Task inputs Start Marker

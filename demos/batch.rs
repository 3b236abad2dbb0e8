//! Renders one card per headline in a markdown file.
//!
//! ```sh
//! cargo run --example batch -- <font.ttf> <asset dir> <headlines.md> [horizontal]
//! ```
//!
//! The asset directory needs a `templates/` and (optionally) an `illustrations/`
//! directory of PNG or JPEG files. Cards are written to the working directory.

use title_card::layout::{Composer, ComposerConfig};
use title_card::{parse_headlines, render_batch, DirectoryAssets, EyecatchLayout, Font};

fn main() {
    let args: Vec<String> = std::env::args().skip(1).collect();
    let [font, assets, headlines, rest @ ..] = &args[..] else {
        eprintln!("usage: batch <font.ttf> <asset dir> <headlines.md> [horizontal]");
        std::process::exit(2);
    };
    let layout = match rest.first().map(String::as_str) {
        Some("horizontal") => EyecatchLayout::Horizontal,
        _ => EyecatchLayout::Vertical,
    };

    let font = Font::load_from_disk(font).expect("can load font");
    let composer = Composer::new(&font, &font, ComposerConfig::default());
    let assets = DirectoryAssets::new(assets);
    let text = std::fs::read_to_string(headlines).expect("can read headlines");

    for item in render_batch(&assets, &composer, &parse_headlines(&text), layout) {
        match item.result {
            Ok(card) => {
                let mut out = std::fs::File::create(&item.file_name).expect("can create output file");
                card.write_png(&mut out).expect("can write png");
                println!("{}: {}", item.file_name, card.title_lines.join(" / "));
            }
            Err(e) => eprintln!("{}: {e}", item.file_name),
        }
    }
}
use crate::units::AspectRatio;
use image::imageops::FilterType;
use image::{DynamicImage, RgbaImage};
use std::path::Path;
use thiserror::Error;

#[derive(Error, Debug)]
pub enum ImageError {
    #[error(transparent)]
    Io(#[from] std::io::Error),

    #[error(transparent)]
    Image(#[from] image::ImageError),
}

/// A decoded raster image: either a background frame or an illustration
#[derive(Debug, Clone)]
pub struct Image {
    pub image: DynamicImage,
}

impl Image {
    pub fn new(image: DynamicImage) -> Image {
        Image { image }
    }

    /// Load and decode an image file. TGA files are recognized by their extension,
    /// every other format is guessed from the file contents.
    pub fn new_from_disk<P: AsRef<Path>>(path: P) -> Result<Image, ImageError> {
        let path = path.as_ref();
        let is_tga = path
            .extension()
            .is_some_and(|ext| ext.eq_ignore_ascii_case("tga"));

        let data = std::fs::read(path)?;
        if is_tga {
            let image = image::load_from_memory_with_format(&data, image::ImageFormat::Tga)?;
            Ok(Image::new(image))
        } else {
            Self::new_from_memory(&data)
        }
    }

    /// Decode an image from encoded bytes (PNG, JPEG, ...)
    pub fn new_from_memory(data: &[u8]) -> Result<Image, ImageError> {
        let format = image::guess_format(data)?;
        let image = image::load_from_memory_with_format(data, format)?;
        Ok(Image::new(image))
    }

    pub fn width(&self) -> u32 {
        self.image.width()
    }

    pub fn height(&self) -> u32 {
        self.image.height()
    }

    /// The native width / height ratio, or [None] for an image with no pixels
    pub fn aspect_ratio(&self) -> Option<AspectRatio> {
        AspectRatio::new(self.width() as f32, self.height() as f32)
    }

    /// A copy of the image as 8-bit RGBA, used as a mutable drawing surface
    pub fn to_rgba8(&self) -> RgbaImage {
        self.image.to_rgba8()
    }

    /// Resample the image to exactly `width` × `height` with a Lanczos filter. The
    /// caller is responsible for keeping the aspect ratio if it should be kept.
    pub fn resized(&self, width: u32, height: u32) -> RgbaImage {
        image::imageops::resize(&self.image.to_rgba8(), width, height, FilterType::Lanczos3)
    }
}

impl From<DynamicImage> for Image {
    fn from(image: DynamicImage) -> Self {
        Image::new(image)
    }
}
use super::state::AppState;
use crate::relay::{AccessToken, LifecycleState, RelayError, Resolution};
use axum::{
    extract::State,
    http::StatusCode,
    response::{IntoResponse, Json, Response},
};
use serde::{Deserialize, Serialize};
use tracing::{error, info};

// ============================================================================
// Request/Response Types
// ============================================================================

#[derive(Debug, Deserialize)]
pub struct LoginRequest {
    /// `<channel>-<token1>-<token2>`
    pub access_token: String,

    /// Relay server (default: configured server)
    pub server: Option<String>,

    /// "1080p", "720p", "540p" or "360p" (default: configured resolution)
    pub resolution: Option<String>,

    /// RTMP buffer in milliseconds (default: configured buffering)
    pub buffering: Option<u32>,
}

#[derive(Debug, Serialize)]
pub struct LoginResponse {
    pub channel: String,
    pub resolution: Resolution,
    pub status: LifecycleState,
}

#[derive(Debug, Serialize)]
pub struct LogoutResponse {
    pub status: LifecycleState,
    pub message: String,
}

#[derive(Debug, Serialize)]
pub struct ErrorResponse {
    pub error: String,
}

fn error_response(status: StatusCode, error: impl Into<String>) -> Response {
    (
        status,
        Json(ErrorResponse {
            error: error.into(),
        }),
    )
        .into_response()
}

// ============================================================================
// Handlers
// ============================================================================

/// POST /relay/login
/// Parse the access token and start relaying
pub async fn login(State(state): State<AppState>, Json(req): Json<LoginRequest>) -> Response {
    let token = match AccessToken::parse(&req.access_token) {
        Ok(token) => token,
        Err(e) => return error_response(StatusCode::BAD_REQUEST, e.to_string()),
    };

    let resolution = match req.resolution.as_deref().map(str::parse::<Resolution>) {
        Some(Ok(resolution)) => Some(resolution),
        Some(Err(e)) => return error_response(StatusCode::BAD_REQUEST, e.to_string()),
        None => None,
    };

    if state.relay.state().await != LifecycleState::Idle {
        return error_response(StatusCode::CONFLICT, "Relay is already connected");
    }

    // Remember the overrides for later logins
    let config = {
        let mut settings = state.settings.write().await;
        if let Some(server) = req.server {
            settings.server = server;
        }
        if let Some(resolution) = resolution {
            settings.resolution = resolution;
        }
        if let Some(buffering) = req.buffering {
            settings.buffering = buffering;
        }
        settings.access_token = req.access_token.trim().to_string();
        settings.relay_config(&token)
    };

    info!("Login to channel {} ({})", config.channel, config.resolution);

    let channel = config.channel.clone();
    let resolution = config.resolution;

    match state.relay.start(config).await {
        Ok(()) => (
            StatusCode::OK,
            Json(LoginResponse {
                channel,
                resolution,
                status: state.relay.state().await,
            }),
        )
            .into_response(),
        Err(e @ RelayError::InvalidConfig(_)) => {
            error_response(StatusCode::BAD_REQUEST, e.to_string())
        }
        Err(e) => {
            error!("Failed to start relay: {}", e);
            error_response(
                StatusCode::INTERNAL_SERVER_ERROR,
                format!("Failed to start relay: {}", e),
            )
        }
    }
}

/// POST /relay/logout
/// Stop relaying and forget the access token
pub async fn logout(State(state): State<AppState>) -> Response {
    if state.relay.state().await == LifecycleState::Idle {
        return error_response(StatusCode::CONFLICT, "Relay is not connected");
    }

    if let Err(e) = state.relay.stop().await {
        error!("Failed to stop relay: {}", e);
        return error_response(
            StatusCode::INTERNAL_SERVER_ERROR,
            format!("Failed to stop relay: {}", e),
        );
    }

    state.settings.write().await.access_token.clear();
    info!("Logged out");

    (
        StatusCode::OK,
        Json(LogoutResponse {
            status: state.relay.state().await,
            message: "Relay stopped".to_string(),
        }),
    )
        .into_response()
}

/// GET /relay/status
/// Current relay state, session counters and tracks
pub async fn status(State(state): State<AppState>) -> impl IntoResponse {
    (StatusCode::OK, Json(state.relay.status().await))
}

/// GET /health
/// Health check endpoint
pub async fn health_check() -> impl IntoResponse {
    (StatusCode::OK, "OK")
}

Task inputs End Marker

> _Aim of the exercise_
Report how many lines above hold the string "data", giving nothing but the number.

> _Reply to the task_
6